Dataset entries
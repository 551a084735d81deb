//! Dispatch facade: one adapter, selected once at startup.
//!
//! Construct a [`Dispatcher`], `configure` it with the backend type from
//! configuration, then `attach` a connected adapter. Every CRUD call before
//! that point fails fast with `CONFIGURATION_ERROR`.

use std::sync::{Arc, OnceLock};

use serde::Serialize;
use serde::de::DeserializeOwned;
use serde_json::Value;

use crate::config::{DatabaseBackend, DatabaseConfig};
use crate::db::{
    Database, DeleteResult, FindResult, InsertResult, QueryOptions, Record, SchemaDefinition,
    UpdateResult, connect_from_config,
};
use crate::error::DatabaseError;

/// Lifecycle of a [`Dispatcher`].
#[derive(Debug, Clone, Copy, PartialEq, Eq)]
pub enum FacadeState {
    Uninitialized,
    Configured,
    Ready,
}

#[derive(Default)]
pub struct Dispatcher {
    backend: OnceLock<DatabaseBackend>,
    adapter: OnceLock<Arc<dyn Database>>,
}

impl std::fmt::Debug for Dispatcher {
    fn fmt(&self, f: &mut std::fmt::Formatter<'_>) -> std::fmt::Result {
        f.debug_struct("Dispatcher")
            .field("backend", &self.backend.get())
            .field("state", &self.state())
            .finish()
    }
}

impl Dispatcher {
    pub fn new() -> Self {
        Self::default()
    }

    /// Configure from settings and connect the matching adapter.
    pub async fn connect(config: &DatabaseConfig) -> Result<Self, DatabaseError> {
        let dispatcher = Self::new();
        dispatcher.configure(config.backend)?;
        dispatcher.attach(connect_from_config(config).await?)?;
        Ok(dispatcher)
    }

    pub fn state(&self) -> FacadeState {
        match (self.backend.get(), self.adapter.get()) {
            (_, Some(_)) => FacadeState::Ready,
            (Some(_), None) => FacadeState::Configured,
            (None, None) => FacadeState::Uninitialized,
        }
    }

    pub fn backend(&self) -> Option<DatabaseBackend> {
        self.backend.get().copied()
    }

    /// Record the backend type. Repeating the same value is a no-op.
    pub fn configure(&self, backend: DatabaseBackend) -> Result<(), DatabaseError> {
        let current = *self.backend.get_or_init(|| backend);
        if current != backend {
            return Err(DatabaseError::NotConfigured(format!(
                "backend already configured as '{current}', cannot switch to '{backend}'"
            )));
        }
        tracing::debug!(%backend, "Dispatcher configured");
        Ok(())
    }

    /// Install the adapter for the configured backend.
    pub fn attach(&self, adapter: Arc<dyn Database>) -> Result<(), DatabaseError> {
        let Some(configured) = self.backend() else {
            return Err(DatabaseError::NotConfigured(
                "configure a backend before attaching an adapter".to_string(),
            ));
        };
        if adapter.backend() != configured {
            return Err(DatabaseError::NotConfigured(format!(
                "adapter is '{}' but dispatcher is configured for '{configured}'",
                adapter.backend()
            )));
        }
        self.adapter.set(adapter).map_err(|_| {
            DatabaseError::NotConfigured("an adapter is already attached".to_string())
        })?;
        tracing::info!(backend = %configured, "Database adapter attached");
        Ok(())
    }

    fn adapter(&self) -> Result<&Arc<dyn Database>, DatabaseError> {
        self.adapter.get().ok_or_else(|| {
            DatabaseError::NotConfigured(match self.state() {
                FacadeState::Uninitialized => "database backend is not configured".to_string(),
                _ => "database adapter is not attached".to_string(),
            })
        })
    }

    pub async fn insert(
        &self,
        table: &str,
        record: Record,
        schema: Option<&SchemaDefinition>,
    ) -> Result<InsertResult, DatabaseError> {
        self.adapter()?.insert(table, record, schema).await
    }

    pub async fn insert_many(
        &self,
        table: &str,
        records: Vec<Record>,
        schema: Option<&SchemaDefinition>,
    ) -> Result<InsertResult, DatabaseError> {
        self.adapter()?.insert_many(table, records, schema).await
    }

    pub async fn find_one(
        &self,
        table: &str,
        options: &QueryOptions,
        schema: Option<&SchemaDefinition>,
    ) -> Result<Option<Record>, DatabaseError> {
        self.adapter()?.find_one(table, options, schema).await
    }

    pub async fn find_many(
        &self,
        table: &str,
        options: &QueryOptions,
        schema: Option<&SchemaDefinition>,
    ) -> Result<FindResult<Record>, DatabaseError> {
        self.adapter()?.find_many(table, options, schema).await
    }

    pub async fn update(
        &self,
        table: &str,
        id: &str,
        partial: Record,
        schema: Option<&SchemaDefinition>,
    ) -> Result<UpdateResult, DatabaseError> {
        self.adapter()?.update(table, id, partial, schema).await
    }

    pub async fn update_many(
        &self,
        table: &str,
        partial: Record,
        options: &QueryOptions,
        schema: Option<&SchemaDefinition>,
    ) -> Result<UpdateResult, DatabaseError> {
        self.adapter()?
            .update_many(table, partial, options, schema)
            .await
    }

    pub async fn delete(&self, table: &str, id: &str) -> Result<DeleteResult, DatabaseError> {
        self.adapter()?.delete(table, id).await
    }

    pub async fn delete_many(
        &self,
        table: &str,
        options: &QueryOptions,
        schema: Option<&SchemaDefinition>,
    ) -> Result<DeleteResult, DatabaseError> {
        self.adapter()?.delete_many(table, options, schema).await
    }

    pub async fn count(
        &self,
        table: &str,
        options: &QueryOptions,
        schema: Option<&SchemaDefinition>,
    ) -> Result<u64, DatabaseError> {
        self.adapter()?.count(table, options, schema).await
    }

    pub async fn ensure_schema(&self, schema: &SchemaDefinition) -> Result<(), DatabaseError> {
        self.adapter()?.ensure_schema(schema).await
    }

    pub async fn find_one_as<T: DeserializeOwned>(
        &self,
        table: &str,
        options: &QueryOptions,
        schema: Option<&SchemaDefinition>,
    ) -> Result<Option<T>, DatabaseError> {
        self.find_one(table, options, schema)
            .await?
            .map(from_record)
            .transpose()
    }

    pub async fn find_many_as<T: DeserializeOwned>(
        &self,
        table: &str,
        options: &QueryOptions,
        schema: Option<&SchemaDefinition>,
    ) -> Result<FindResult<T>, DatabaseError> {
        let page = self.find_many(table, options, schema).await?;
        let data = page
            .data
            .into_iter()
            .map(from_record)
            .collect::<Result<Vec<T>, _>>()?;
        Ok(FindResult {
            data,
            total: page.total,
        })
    }

    pub async fn insert_as<T: Serialize + Sync>(
        &self,
        table: &str,
        value: &T,
        schema: Option<&SchemaDefinition>,
    ) -> Result<InsertResult, DatabaseError> {
        self.insert(table, to_record(value)?, schema).await
    }
}

fn from_record<T: DeserializeOwned>(record: Record) -> Result<T, DatabaseError> {
    serde_json::from_value(Value::Object(record))
        .map_err(|e| DatabaseError::Serialization(e.to_string()))
}

fn to_record<T: Serialize>(value: &T) -> Result<Record, DatabaseError> {
    match serde_json::to_value(value)? {
        Value::Object(record) => Ok(record),
        other => Err(DatabaseError::Validation(format!(
            "record must serialize to an object, got {other}"
        ))),
    }
}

## EXERCISE DETAILS
Where does the string "count" appear in the records above? Return every line that holds it.

## TASK RESPONSE
    pub async fn count(
        self.adapter()?.count(table, options, schema).await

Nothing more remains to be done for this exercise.